Stored data entries:
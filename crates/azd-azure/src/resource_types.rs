//! Azure resource type names and their user-facing display names.

pub const API_MANAGEMENT: &str = "Microsoft.ApiManagement/service";
pub const APP_CONFIGURATION: &str = "Microsoft.AppConfiguration/configurationStores";
pub const APP_INSIGHTS: &str = "Microsoft.Insights/components";
pub const CACHE_FOR_REDIS: &str = "Microsoft.Cache/redis";
pub const CDN_PROFILE: &str = "Microsoft.Cdn/profiles";
pub const CONTAINER_APP: &str = "Microsoft.App/containerApps";
pub const CONTAINER_APP_ENVIRONMENT: &str = "Microsoft.App/managedEnvironments";
pub const CONTAINER_REGISTRY: &str = "Microsoft.ContainerRegistry/registries";
pub const COSMOS_DB: &str = "Microsoft.DocumentDB/databaseAccounts";
pub const DEPLOYMENT: &str = "Microsoft.Resources/deployments";
pub const DEV_CENTER: &str = "Microsoft.DevCenter/devcenters";
pub const DEV_CENTER_PROJECT: &str = "Microsoft.DevCenter/projects";
pub const EVENT_HUBS_NAMESPACE: &str = "Microsoft.EventHub/namespaces";
pub const KEY_VAULT: &str = "Microsoft.KeyVault/vaults";
pub const LOG_ANALYTICS_WORKSPACE: &str = "Microsoft.OperationalInsights/workspaces";
pub const MANAGED_CLUSTER: &str = "Microsoft.ContainerService/managedClusters";
pub const PORTAL_DASHBOARD: &str = "Microsoft.Portal/dashboards";
pub const POSTGRESQL_SERVER: &str = "Microsoft.DBforPostgreSQL/flexibleServers";
pub const RESOURCE_GROUP: &str = "Microsoft.Resources/resourceGroups";
pub const SERVICE_BUS_NAMESPACE: &str = "Microsoft.ServiceBus/namespaces";
pub const SERVICE_PLAN: &str = "Microsoft.Web/serverfarms";
pub const SQL_SERVER: &str = "Microsoft.Sql/servers";
pub const STATIC_WEB_SITE: &str = "Microsoft.Web/staticSites";
pub const STORAGE_ACCOUNT: &str = "Microsoft.Storage/storageAccounts";
pub const WEB_SITE: &str = "Microsoft.Web/sites";

/// Display name for `resource_type`, or `None` for types that are not shown
/// to the user (deployments, role assignments, unknown types).
pub fn display_name(resource_type: &str) -> Option<&'static str> {
    let name = match resource_type {
        t if t.eq_ignore_ascii_case(RESOURCE_GROUP) => "Resource group",
        t if t.eq_ignore_ascii_case(STORAGE_ACCOUNT) => "Storage account",
        t if t.eq_ignore_ascii_case(KEY_VAULT) => "Key Vault",
        t if t.eq_ignore_ascii_case(PORTAL_DASHBOARD) => "Portal dashboard",
        t if t.eq_ignore_ascii_case(APP_INSIGHTS) => "Application Insights",
        t if t.eq_ignore_ascii_case(LOG_ANALYTICS_WORKSPACE) => "Log Analytics workspace",
        t if t.eq_ignore_ascii_case(WEB_SITE) => "Web App",
        t if t.eq_ignore_ascii_case(STATIC_WEB_SITE) => "Static Web App",
        t if t.eq_ignore_ascii_case(CONTAINER_APP) => "Container App",
        t if t.eq_ignore_ascii_case(CONTAINER_APP_ENVIRONMENT) => "Container Apps Environment",
        t if t.eq_ignore_ascii_case(SERVICE_BUS_NAMESPACE) => "Service Bus Namespace",
        t if t.eq_ignore_ascii_case(EVENT_HUBS_NAMESPACE) => "Event Hubs Namespace",
        t if t.eq_ignore_ascii_case(SERVICE_PLAN) => "App Service plan",
        t if t.eq_ignore_ascii_case(COSMOS_DB) => "Azure Cosmos DB",
        t if t.eq_ignore_ascii_case(API_MANAGEMENT) => "API Management",
        t if t.eq_ignore_ascii_case(CACHE_FOR_REDIS) => "Cache for Redis",
        t if t.eq_ignore_ascii_case(SQL_SERVER) => "Azure SQL Server",
        t if t.eq_ignore_ascii_case(POSTGRESQL_SERVER) => "Azure Database for PostgreSQL flexible server",
        t if t.eq_ignore_ascii_case(CDN_PROFILE) => "Azure Front Door / CDN profile",
        t if t.eq_ignore_ascii_case(APP_CONFIGURATION) => "App Configuration",
        t if t.eq_ignore_ascii_case(CONTAINER_REGISTRY) => "Container registry",
        t if t.eq_ignore_ascii_case(MANAGED_CLUSTER) => "AKS Managed Cluster",
        t if t.eq_ignore_ascii_case(DEV_CENTER) => "Dev Center",
        t if t.eq_ignore_ascii_case(DEV_CENTER_PROJECT) => "Dev Center project",
        _ => return None,
    };
    Some(name)
}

**Exercise objective**
Only one stretch of the data above is needed. Restate it word for word, from the line containing "pub const LOG_ANALYTICS_WORKSPACE: &str" through the line containing "assignments, unknown types).", both ends included.

**Answer space**
pub const LOG_ANALYTICS_WORKSPACE: &str = "Microsoft.OperationalInsights/workspaces";
pub const MANAGED_CLUSTER: &str = "Microsoft.ContainerService/managedClusters";
pub const PORTAL_DASHBOARD: &str = "Microsoft.Portal/dashboards";
pub const POSTGRESQL_SERVER: &str = "Microsoft.DBforPostgreSQL/flexibleServers";
pub const RESOURCE_GROUP: &str = "Microsoft.Resources/resourceGroups";
pub const SERVICE_BUS_NAMESPACE: &str = "Microsoft.ServiceBus/namespaces";
pub const SERVICE_PLAN: &str = "Microsoft.Web/serverfarms";
pub const SQL_SERVER: &str = "Microsoft.Sql/servers";
pub const STATIC_WEB_SITE: &str = "Microsoft.Web/staticSites";
pub const STORAGE_ACCOUNT: &str = "Microsoft.Storage/storageAccounts";
pub const WEB_SITE: &str = "Microsoft.Web/sites";

/// Display name for `resource_type`, or `None` for types that are not shown
/// to the user (deployments, role assignments, unknown types).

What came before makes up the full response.